A significant percentage of traffic to my personal e-mail now consists of would-be PR reps hoping I'll cover their story, small bloggers hoping I'll link their way and share their story with readers here, or notifications that I've gained new subscribers to my Twitter or FriendFeed accounts.
As the author of one stealth service wrote me the other day, "One thing I know for sure - if we get beat to market by a competitor, you will likely be the one to post that scoop! :)"
Another developer in quasi-stealth, writing on Thursday, seeing the early discussion we've had around AssetBar, ReadBurner and others, sent an e-mail, "It seems like you're fast becoming the blog expert on various types of content aggregation services."
That's quite a little niche. Don't you think?
I've talked a bit before about what I want to do with louisgray.com - share new and exciting services as they come to market, talk about how I'm contributing to or benefiting from technology, and continuing to offer a human face to the fast pace of Silicon Valley. That this is happening more and more is exciting and daunting. Now, it's no longer enough to tell you I upgraded the software in my Apple TV (which I did) or give you an update on my bowling scores from tonight (crappy and a little less crappy), or whether I think the Oakland A's Rich Harden has any merit in his case against their medical staff (he does). Now, I expect to share ideas with entrepreneurial spirits in the RSS and link aggregation space. Now, I am playing a more journalism-like role, seeking out interesting services that have been neglected. And it's a lot of fun - not that I'm without detractors.
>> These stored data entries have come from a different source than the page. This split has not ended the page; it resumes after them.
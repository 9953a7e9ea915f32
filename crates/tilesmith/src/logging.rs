use std::env;

use sentry::integrations::tracing::EventFilter;
use tilesmith_service::config::{Config, LogFormat};
use tilesmith_service::logging::init_json_logging;
use tracing::level_filters::LevelFilter;
use tracing_subscriber::EnvFilter;
use tracing_subscriber::fmt::time::UtcTime;
use tracing_subscriber::prelude::*;
use tracing_subscriber::util::SubscriberInitExt;

fn get_rust_log(level: LevelFilter) -> &'static str {
    match level {
        LevelFilter::OFF => "",
        LevelFilter::ERROR => "ERROR",
        LevelFilter::WARN => "WARN",
        LevelFilter::INFO => {
            "INFO,\
             hyper=WARN,\
             reqwest=WARN"
        }
        LevelFilter::DEBUG => {
            "INFO,\
             hyper=WARN,\
             tilesmith=DEBUG,\
             tilesmith_service=DEBUG"
        }
        LevelFilter::TRACE => {
            "INFO,\
             tilesmith=TRACE,\
             tilesmith_service=TRACE"
        }
    }
}

/// Initializes logging for tilesmith.
///
/// This considers the `RUST_LOG` environment variable and defaults it to the level specified in the
/// configuration. Additionally, this toggles `RUST_BACKTRACE` based on the
/// `logging.enable_backtraces` config value.
///
/// # Safety
/// This function uses [`std::env::set_var`] to modify the environment. That function is only safe
/// to call in single-threaded contexts to prevent unsynchronized concurrent access to the environment.
pub unsafe fn init_logging(config: &Config) {
    if config.logging.enable_backtraces {
        // SAFETY: As documented, this function may only be called in a single-threaded context.
        unsafe { env::set_var("RUST_BACKTRACE", "1") };
    }

    let rust_log =
        env::var("RUST_LOG").unwrap_or_else(|_| get_rust_log(config.logging.level).to_string());

    let fmt_layer = {
        let layer = tracing_subscriber::fmt::layer()
            .with_timer(UtcTime::rfc_3339())
            .with_target(true);

        match (config.logging.format, console::user_attended()) {
            (LogFormat::Auto, true) | (LogFormat::Pretty, _) => layer.pretty().boxed(),
            (LogFormat::Auto, false) | (LogFormat::Simplified, _) => {
                layer.compact().with_ansi(false).boxed()
            }
            (LogFormat::Json, _) => {
                init_json_logging(&rust_log, std::io::stdout);
                return;
            }
        }
    }
    .with_filter(EnvFilter::new(&rust_log));

    // Errors become sentry events, warnings and infos are attached as logs.
    let sentry_layer =
        sentry::integrations::tracing::layer().event_filter(|md| match *md.level() {
            tracing::Level::ERROR => EventFilter::Event | EventFilter::Log,
            tracing::Level::WARN | tracing::Level::INFO => EventFilter::Log,
            tracing::Level::DEBUG | tracing::Level::TRACE => EventFilter::Ignore,
        });

    tracing_subscriber::registry()
        .with(fmt_layer)
        .with(sentry_layer)
        .init();
}

/// Logs an error to the configured logger or `stderr` if not yet configured.
pub fn ensure_log_error(error: &anyhow::Error) {
    if tracing::Level::ERROR <= tracing::level_filters::STATIC_MAX_LEVEL
        && tracing::Level::ERROR <= LevelFilter::current()
    {
        tracing::error!("{:?}", error);
    } else {
        eprintln!("{error:?}");
    }
}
On Wednesday, My B-List partner in crime, Steven Hodson, complained of "Aggregator Overload", saying "There comes a point when too much is really just too much." He said, like social networks, there are many players in the space, and he won't need to join every one, that it's already "a flooded field". While there's certainly some overlap between each of the services, in my opinion, they've all been noble in their goals, and each has something unique to share. I count myself as an avid user for just about all of them.
Part of being an early adopter and a champion for the entrepreneur means giving early versions of the software a little slack and seeing where developers want to take their service. If it's too much, then pick the ones you find useful and keep using those, while the more bleeding-edge folks will play the early adopter role and wait for you. The best services will still be there when you're ready. Hopefully, more of them will choose to start their lives here.